◆ Prompt ◆
Repeat each entry below exactly as it stands.

════════════════════

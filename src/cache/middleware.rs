//! Response cache middleware.
//!
//! Layered on the home feed route only. Caches 200 GET responses keyed by
//! path + query string and replays them byte-for-byte until the TTL lapses
//! or the cache is flushed.

use std::sync::Arc;

use axum::{
    body::Body,
    extract::State,
    http::{HeaderValue, Method, Request, StatusCode},
    middleware::Next,
    response::{IntoResponse, Response},
};
use tracing::{debug, instrument};

use super::store::{CacheKey, CachedResponse, ResponseCache};
use super::CacheConfig;

const MAX_CACHED_BODY_BYTES: usize = 1024 * 1024;

/// Shared cache state for the middleware and the flush endpoint.
#[derive(Clone)]
pub struct CacheState {
    pub config: CacheConfig,
    pub store: Arc<ResponseCache>,
}

impl CacheState {
    pub fn new(config: CacheConfig) -> Self {
        let store = Arc::new(ResponseCache::new(&config));
        Self { config, store }
    }
}

#[instrument(skip_all, fields(path = %request.uri().path()))]
pub async fn response_cache_layer(
    State(cache): State<CacheState>,
    request: Request<Body>,
    next: Next,
) -> Response {
    if !cache.config.enabled {
        return next.run(request).await;
    }

    if request.method() != Method::GET {
        return next.run(request).await;
    }

    let key = CacheKey::new(
        request.uri().path().to_string(),
        request.uri().query().unwrap_or("").to_string(),
    );

    if let Some(cached) = cache.store.get(&key) {
        debug!(cache = "response", outcome = "hit", "serving cached response");
        return build_response(cached);
    }

    debug!(cache = "response", outcome = "miss", "rendering fresh response");

    let response = next.run(request).await;

    if response.status() != StatusCode::OK {
        return response;
    }

    let (parts, body) = response.into_parts();
    let bytes = match axum::body::to_bytes(body, MAX_CACHED_BODY_BYTES).await {
        Ok(bytes) => bytes,
        Err(_) => return StatusCode::INTERNAL_SERVER_ERROR.into_response(),
    };

    let cached = CachedResponse {
        status: parts.status.as_u16(),
        headers: parts
            .headers
            .iter()
            .filter_map(|(k, v)| v.to_str().ok().map(|s| (k.to_string(), s.to_string())))
            .collect(),
        body: bytes.clone(),
    };
    cache.store.set(key, cached);

    Response::from_parts(parts, Body::from(bytes))
}

fn build_response(cached: CachedResponse) -> Response {
    let mut builder = Response::builder().status(cached.status);

    for (name, value) in cached.headers {
        if let Ok(header_value) = HeaderValue::from_str(&value) {
            builder = builder.header(name, header_value);
        }
    }

    builder
        .body(Body::from(cached.body))
        .unwrap_or_else(|_| StatusCode::INTERNAL_SERVER_ERROR.into_response())
}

════════════════════

◆ Written solution ◆
filename src/cache/middleware.rs
//! Response cache middleware.
//!
//! Layered on the home feed route only. Caches 200 GET responses keyed by
//! path + query string and replays them byte-for-byte until the TTL lapses
//! or the cache is flushed.

use std::sync::Arc;

use axum::{
    body::Body,
    extract::State,
    http::{HeaderValue, Method, Request, StatusCode},
    middleware::Next,
    response::{IntoResponse, Response},
};
use tracing::{debug, instrument};

use super::store::{CacheKey, CachedResponse, ResponseCache};
use super::CacheConfig;

const MAX_CACHED_BODY_BYTES: usize = 1024 * 1024;

/// Shared cache state for the middleware and the flush endpoint.
#[derive(Clone)]
pub struct CacheState {
    pub config: CacheConfig,
    pub store: Arc<ResponseCache>,
}

impl CacheState {
    pub fn new(config: CacheConfig) -> Self {
        let store = Arc::new(ResponseCache::new(&config));
        Self { config, store }
    }
}

#[instrument(skip_all, fields(path = %request.uri().path()))]
pub async fn response_cache_layer(
    State(cache): State<CacheState>,
    request: Request<Body>,
    next: Next,
) -> Response {
    if !cache.config.enabled {
        return next.run(request).await;
    }

    if request.method() != Method::GET {
        return next.run(request).await;
    }

    let key = CacheKey::new(
        request.uri().path().to_string(),
        request.uri().query().unwrap_or("").to_string(),
    );

    if let Some(cached) = cache.store.get(&key) {
        debug!(cache = "response", outcome = "hit", "serving cached response");
        return build_response(cached);
    }

    debug!(cache = "response", outcome = "miss", "rendering fresh response");

    let response = next.run(request).await;

    if response.status() != StatusCode::OK {
        return response;
    }

    let (parts, body) = response.into_parts();
    let bytes = match axum::body::to_bytes(body, MAX_CACHED_BODY_BYTES).await {
        Ok(bytes) => bytes,
        Err(_) => return StatusCode::INTERNAL_SERVER_ERROR.into_response(),
    };

    let cached = CachedResponse {
        status: parts.status.as_u16(),
        headers: parts
            .headers
            .iter()
            .filter_map(|(k, v)| v.to_str().ok().map(|s| (k.to_string(), s.to_string())))
            .collect(),
        body: bytes.clone(),
    };
    cache.store.set(key, cached);

    Response::from_parts(parts, Body::from(bytes))
}

fn build_response(cached: CachedResponse) -> Response {
    let mut builder = Response::builder().status(cached.status);

    for (name, value) in cached.headers {
        if let Ok(header_value) = HeaderValue::from_str(&value) {
            builder = builder.header(name, header_value);
        }
    }

    builder
        .body(Body::from(cached.body))
        .unwrap_or_else(|_| StatusCode::INTERNAL_SERVER_ERROR.into_response())
}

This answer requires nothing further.